Hello, I’m trying to train Neural Networks using format datatype BFloat16 in Pytorch.
I’ve started with a simple example. I’ve tried to train LeNet5 with MNIST dataset.
Firstly, I’ve extracted the datasets and dataloaders with the next code:
transforms = transforms.Compose([transforms.Resize((32, 32)),
transforms.ToTensor(),
transforms.ConvertImageDtype(dtype= torch.bfloat16)])
# download and create datasets
train_dataset = datasets.MNIST(root='mnist_data',
train=True,
transform=transforms,
download=True)
valid_dataset = datasets.MNIST(root='mnist_data',
train=False,
transform=transforms)
# define the data loaders
train_loader = DataLoader(dataset=train_dataset,
batch_size=BATCH_SIZE,
shuffle=True)
valid_loader = DataLoader(dataset=valid_dataset,
batch_size=BATCH_SIZE,
shuffle=False)
Apparently, this works, and the dataset has Bfloat16 datatype.
The problem I have is when I try to execute the model.
This is my train function:
def train(train_loader, model, criterion, optimizer, device):
model.train()
running_loss = 0
for X, y_true in train_loader:
optimizer.zero_grad()
X = X.to(device)
y_true = y_true.to(device)
# Forward pass
y_hat, _ = model(X)
loss = criterion(y_hat, y_true)
running_loss += loss.item() * X.size(0)
# Backward pass
loss.backward()
optimizer.step()
epoch_loss = running_loss / len(train_loader.dataset)
return model, optimizer, epoch_loss
An, when I execute the model function.
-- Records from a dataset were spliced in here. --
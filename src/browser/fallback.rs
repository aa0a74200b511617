//! Linear locator search: try each locator in order, give each one a fixed
//! wait budget, stop at the first that is ready.

use std::time::{Duration, Instant};
use tracing::{debug, info};

use crate::browser::driver::{PageDriver, Readiness};
use crate::browser::locator::Locator;
use crate::error::StepError;

/// Per-locator wait budget and polling interval.
#[derive(Debug, Clone, Copy, PartialEq, Eq)]
pub struct Wait {
    pub budget: Duration,
    pub poll: Duration,
}

impl Wait {
    pub fn new(budget: Duration) -> Self {
        Self {
            budget,
            poll: Duration::from_millis(250),
        }
    }

    pub fn with_poll(mut self, poll: Duration) -> Self {
        self.poll = poll;
        self
    }
}

impl Default for Wait {
    fn default() -> Self {
        Self::new(Duration::from_secs(15))
    }
}

/// A named element to locate, with the locators to try in order.
#[derive(Debug, Clone)]
pub struct Step {
    pub name: String,
    pub locators: Vec<Locator>,
    pub readiness: Readiness,
}

impl Step {
    pub fn clickable(name: impl Into<String>, locators: Vec<Locator>) -> Self {
        Self {
            name: name.into(),
            locators,
            readiness: Readiness::Clickable,
        }
    }

    pub fn present(name: impl Into<String>, locators: Vec<Locator>) -> Self {
        Self {
            name: name.into(),
            locators,
            readiness: Readiness::Present,
        }
    }
}

/// The locator that matched and its position in the list.
#[derive(Debug, Clone, PartialEq, Eq)]
pub struct Located {
    pub index: usize,
    pub locator: Locator,
}

/// Polls one locator until it satisfies `readiness` or the budget runs out.
/// A probe error (a malformed XPath, a detached frame) counts as no match.
pub async fn wait_for(
    page: &dyn PageDriver,
    locator: &Locator,
    readiness: Readiness,
    wait: Wait,
) -> bool {
    let started = Instant::now();

    loop {
        match page.probe(locator).await {
            Ok(probe) if readiness.satisfied_by(probe) => return true,
            Ok(_) => {}
            Err(e) => {
                debug!(%locator, error = %e, "probe failed");
                return false;
            }
        }

        if started.elapsed() >= wait.budget {
            return false;
        }

        tokio::time::sleep(wait.poll).await;
    }
}

pub async fn find_first(
    page: &dyn PageDriver,
    locators: &[Locator],
    readiness: Readiness,
    wait: Wait,
) -> Option<Located> {
    for (index, locator) in locators.iter().enumerate() {
        if wait_for(page, locator, readiness, wait).await {
            return Some(Located {
                index,
                locator: locator.clone(),
            });
        }

        debug!(%locator, attempt = index + 1, "no match, trying next locator");
    }

    None
}

/// Runs the search for `step` and turns "nothing matched" into an error.
pub async fn require(page: &dyn PageDriver, step: &Step, wait: Wait) -> Result<Located, StepError> {
    debug!(step = %step.name, locators = step.locators.len(), "locating");

    match find_first(page, &step.locators, step.readiness, wait).await {
        Some(located) => {
            info!(step = %step.name, locator = %located.locator, "found");
            Ok(located)
        }
        None => Err(StepError::NotFound {
            step: step.name.clone(),
            tried: step.locators.iter().map(ToString::to_string).collect(),
        }),
    }
}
I get the error.
This is how I configure the model execution:
torch.manual_seed(RANDOM_SEED)
model = LeNet5(N_CLASSES).to(DEVICE)
optimizer = torch.optim.Adam(model.parameters(), lr=LEARNING_RATE)
criterion = nn.CrossEntropyLoss()
model, optimizer, _ = training_loop(model, criterion, optimizer, train_loader, valid_loader, N_EPOCHS, DEVICE)
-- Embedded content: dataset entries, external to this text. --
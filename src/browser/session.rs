//! Chrome driven over the DevTools protocol.

use anyhow::{Context, Result, anyhow, bail};
use async_trait::async_trait;
use chromiumoxide::Page;
use chromiumoxide::browser::{Browser, BrowserConfig};
use chromiumoxide::cdp::browser_protocol::browser::{
    SetDownloadBehaviorBehavior, SetDownloadBehaviorParams,
};
use chromiumoxide::element::Element;
use futures::StreamExt;
use serde_json::Value;
use std::path::PathBuf;
use tokio::task::JoinHandle;
use tracing::{debug, info, warn};

use crate::browser::driver::{
    PageDriver, Probe, click_script, count_script, probe_script, text_script,
};
use crate::browser::locator::Locator;

const CHROME_ARGS: &[&str] = &[
    "--disable-notifications",
    "--disable-extensions",
    "--disable-infobars",
    "--start-maximized",
    "--user-agent=Mozilla/5.0 (Windows NT 10.0; Win64; x64) AppleWebKit/537.36",
];

#[derive(Debug, Clone)]
pub struct LaunchOptions {
    pub headless: bool,
    pub chrome_executable: Option<PathBuf>,
    pub download_dir: PathBuf,
    pub window_size: (u32, u32),
}

impl Default for LaunchOptions {
    fn default() -> Self {
        Self {
            headless: false,
            chrome_executable: None,
            download_dir: std::env::temp_dir(),
            window_size: (1920, 1080),
        }
    }
}

/// One browser with one tab, owned by the run and closed at its end.
pub struct BrowserSession {
    browser: Browser,
    page: Page,
    handler: JoinHandle<()>,
}

impl BrowserSession {
    pub async fn launch(options: &LaunchOptions) -> Result<Self> {
        info!(headless = options.headless, "launching Chrome");

        let (width, height) = options.window_size;
        let mut builder = BrowserConfig::builder()
            .args(CHROME_ARGS.iter().copied())
            .window_size(width, height)
            .viewport(None);
        if !options.headless {
            builder = builder.with_head();
        }
        if let Some(executable) = &options.chrome_executable {
            builder = builder.chrome_executable(executable);
        }
        let config = builder
            .build()
            .map_err(|e| anyhow!("invalid browser configuration: {e}"))?;

        let (browser, mut events) = Browser::launch(config)
            .await
            .context("failed to launch Chrome; is it installed and on PATH?")?;

        let handler = tokio::spawn(async move {
            while let Some(event) = events.next().await {
                if let Err(e) = event {
                    debug!(error = %e, "browser event error");
                }
            }
        });

        let page = browser
            .new_page("about:blank")
            .await
            .context("failed to open a browser tab")?;

        let download_behavior = SetDownloadBehaviorParams::builder()
            .behavior(SetDownloadBehaviorBehavior::Allow)
            .download_path(options.download_dir.to_string_lossy().to_string())
            .build()
            .map_err(|e| anyhow!("invalid download behavior: {e}"))?;
        browser
            .execute(download_behavior)
            .await
            .context("failed to set the download directory")?;

        info!(download_dir = %options.download_dir.display(), "Chrome ready");

        Ok(Self {
            browser,
            page,
            handler,
        })
    }

    async fn element(&self, locator: &Locator) -> Result<Element> {
        let element = match locator {
            Locator::Css(selector) => self.page.find_element(selector.as_str()).await,
            Locator::XPath(expression) => self.page.find_xpath(expression.as_str()).await,
        };
        element.with_context(|| format!("element not found: {locator}"))
    }

    async fn clear(&self, locator: &Locator) -> Result<()> {
        let script = format!(
            r#"(() => {{
                const el = {};
                if (!el) return false;
                el.focus();
                const proto = el instanceof HTMLTextAreaElement ? HTMLTextAreaElement.prototype : HTMLInputElement.prototype;
                Object.getOwnPropertyDescriptor(proto, "value").set.call(el, "");
                el.dispatchEvent(new Event("input", {{ bubbles: true }}));
                return true;
            }})()"#,
            locator.first_js()
        );

        if self.evaluate(&script).await? != Value::Bool(true) {
            bail!("element not found: {locator}");
        }
        Ok(())
    }

    pub async fn close(mut self) -> Result<()> {
        info!("closing Chrome");

        let result = async {
            self.browser.close().await.context("failed to close Chrome")?;
            self.browser.wait().await.context("Chrome did not exit")?;
            anyhow::Ok(())
        }
        .await;

        self.handler.abort();
        result
    }
}

#[async_trait]
impl PageDriver for BrowserSession {
    async fn goto(&self, url: &str) -> Result<()> {
        info!(url, "navigating");
        self.page
            .goto(url)
            .await
            .with_context(|| format!("failed to open {url}"))?;
        Ok(())
    }

    async fn current_url(&self) -> Result<String> {
        Ok(self.page.url().await?.unwrap_or_default())
    }

    async fn probe(&self, locator: &Locator) -> Result<Probe> {
        let value = self.evaluate(&probe_script(locator)).await?;
        serde_json::from_value(value).with_context(|| format!("unexpected probe result for {locator}"))
    }

    async fn click(&self, locator: &Locator) -> Result<()> {
        let native = async {
            let element = self.element(locator).await?;
            element.scroll_into_view().await?;
            element.click().await?;
            anyhow::Ok(())
        }
        .await;

        if let Err(e) = native {
            warn!(%locator, error = %e, "mouse click failed, falling back to a script click");
            if self.evaluate(&click_script(locator)).await? != Value::Bool(true) {
                bail!("element not found: {locator}");
            }
        }

        Ok(())
    }

    async fn fill(&self, locator: &Locator, text: &str) -> Result<()> {
        self.clear(locator).await?;
        let element = self.element(locator).await?;
        element.click().await?;
        element.type_str(text).await?;
        Ok(())
    }

    async fn text_of(&self, locator: &Locator) -> Result<Option<String>> {
        Ok(self
            .evaluate(&text_script(locator))
            .await?
            .as_str()
            .map(str::to_string))
    }

    async fn count(&self, locator: &Locator) -> Result<usize> {
        let value = self.evaluate(&count_script(locator)).await?;
        Ok(value.as_u64().unwrap_or(0) as usize)
    }

    async fn evaluate(&self, script: &str) -> Result<Value> {
        let result = self.page.evaluate(script).await?;
        Ok(result.into_value::<Value>().unwrap_or(Value::Null))
    }
}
And this is the error I get:
---------------------------------------------------------------------------
RuntimeError Traceback (most recent call last)
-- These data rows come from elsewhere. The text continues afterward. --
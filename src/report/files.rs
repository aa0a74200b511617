use anyhow::{Context, Result, bail};
use std::path::{Path, PathBuf};
use std::time::{Duration, Instant, SystemTime};
use tracing::{debug, info};

const REPORT_EXTENSION: &str = "xlsx";

fn is_report(path: &Path, needle: &str) -> bool {
    let Some(name) = path.file_name().and_then(|n| n.to_str()) else {
        return false;
    };

    let is_xlsx = path
        .extension()
        .and_then(|ext| ext.to_str())
        .is_some_and(|ext| ext.eq_ignore_ascii_case(REPORT_EXTENSION));

    is_xlsx && name.contains(needle)
}

/// Report files in `dir` with their modification time. Partial downloads
/// keep a `.crdownload` extension and are skipped by the extension check.
fn reports_in(dir: &Path, needle: &str) -> Result<Vec<(PathBuf, SystemTime)>> {
    let entries = std::fs::read_dir(dir)
        .with_context(|| format!("Unable to read directory: {}", dir.display()))?;

    let mut reports = Vec::new();
    for entry in entries {
        let entry = entry?;
        let path = entry.path();
        if !path.is_file() || !is_report(&path, needle) {
            continue;
        }

        let modified = entry
            .metadata()
            .and_then(|m| m.modified())
            .with_context(|| format!("Unable to stat {}", path.display()))?;
        reports.push((path, modified));
    }

    Ok(reports)
}

/// Newest `.xlsx` file in `dir` whose name contains `needle`.
pub fn find_latest_report(dir: &Path, needle: &str) -> Result<PathBuf> {
    info!(dir = %dir.display(), needle, "looking for the newest report");

    let latest = reports_in(dir, needle)?
        .into_iter()
        .max_by_key(|(_, modified)| *modified)
        .map(|(path, _)| path);

    match latest {
        Some(path) => {
            info!(file = %path.display(), "newest report found");
            Ok(path)
        }
        None => bail!(
            "No .{} file with '{}' in its name was found in {}",
            REPORT_EXTENSION,
            needle,
            dir.display()
        ),
    }
}

/// Waits for a report modified at or after `since` to show up in `dir`.
pub async fn wait_for_report(
    dir: &Path,
    needle: &str,
    since: SystemTime,
    timeout: Duration,
    poll: Duration,
) -> Result<PathBuf> {
    let started = Instant::now();

    loop {
        let fresh = reports_in(dir, needle)?
            .into_iter()
            .filter(|(_, modified)| *modified >= since)
            .max_by_key(|(_, modified)| *modified);

        if let Some((path, _)) = fresh {
            info!(file = %path.display(), "download finished");
            return Ok(path);
        }

        if started.elapsed() >= timeout {
            bail!(
                "No new report appeared in {} within {:?}",
                dir.display(),
                timeout
            );
        }

        debug!(dir = %dir.display(), "report not there yet");
        tokio::time::sleep(poll).await;
    }
}

#[cfg(test)]
mod tests {
    use super::*;
    use std::fs;

    #[test]
    fn only_xlsx_files_with_the_needle_count() {
        assert!(is_report(Path::new("/tmp/Report (3).xlsx"), "Report"));
        assert!(is_report(Path::new("/tmp/RankingReport.XLSX"), "Report"));
        assert!(!is_report(Path::new("/tmp/Report.xlsx.crdownload"), "Report"));
        assert!(!is_report(Path::new("/tmp/report.xlsx"), "Report"));
        assert!(!is_report(Path::new("/tmp/Report.csv"), "Report"));
    }

    #[test]
    fn picks_the_most_recently_modified_report() {
        let dir = tempfile::tempdir().unwrap();
        let old = dir.path().join("Report old.xlsx");
        let new = dir.path().join("Report new.xlsx");
        fs::write(&old, b"old").unwrap();
        fs::write(&new, b"new").unwrap();
        fs::write(dir.path().join("notes.xlsx"), b"other").unwrap();

        let past = SystemTime::now() - Duration::from_secs(3600);
        fs::File::options()
            .write(true)
            .open(&old)
            .unwrap()
            .set_modified(past)
            .unwrap();

        assert_eq!(find_latest_report(dir.path(), "Report").unwrap(), new);
    }

    #[test]
    fn missing_report_is_an_error() {
        let dir = tempfile::tempdir().unwrap();
        let err = find_latest_report(dir.path(), "Report").unwrap_err();
        assert!(err.to_string().contains("Report"));
    }

    #[tokio::test]
    async fn wait_gives_up_after_the_timeout() {
        let dir = tempfile::tempdir().unwrap();
        let result = wait_for_report(
            dir.path(),
            "Report",
            SystemTime::now(),
            Duration::from_millis(30),
            Duration::from_millis(10),
        )
        .await;
        assert!(result.is_err());
    }

    #[tokio::test]
    async fn wait_returns_a_fresh_download() {
        let dir = tempfile::tempdir().unwrap();
        let since = SystemTime::now() - Duration::from_secs(1);
        let path = dir.path().join("Report.xlsx");
        fs::write(&path, b"data").unwrap();

        let found = wait_for_report(
            dir.path(),
            "Report",
            since,
            Duration::from_secs(1),
            Duration::from_millis(10),
        )
        .await
        .unwrap();
        assert_eq!(found, path);
    }
}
<ipython-input-45-d0a5e863d7fc> in <module>
----> 1 model, optimizer, _ = training_loop(model, criterion, optimizer, train_loader, valid_loader, N_EPOCHS, DEVICE)
<ipython-input-37-247a8affb032> in training_loop(model, criterion, optimizer, train_loader, valid_loader, epochs, device, print_every)
13
14 # training
---> 15 model, optimizer, train_loss = train(train_loader, model, criterion, optimizer, device) #Llamada a la función de entrenamiento
16 train_losses.append(train_loss) #Añadimos al array de pérdidas de entrenamiento, la périda del entrenamiento de la época
17
<ipython-input-35-c9cf685f7d11> in train(train_loader, model, criterion, optimizer, device)
18
19 # Forward pass
---> 20 y_hat, _ = model(X) #Aplicamos el modelo en X y obtenemos la predicción
21 loss = criterion(y_hat, y_true) #Calculamos la pérdida comparando la predicción con el valor correcto
22 running_loss += loss.item() * X.size(0) #Aumentamos el valor de la pérdida total sumando la pérdida actual con el tamaño de la imagen actual
~/anaconda3/lib/python3.8/site-packages/torch/nn/modules/module.py in _call_impl(self, *input, **kwargs)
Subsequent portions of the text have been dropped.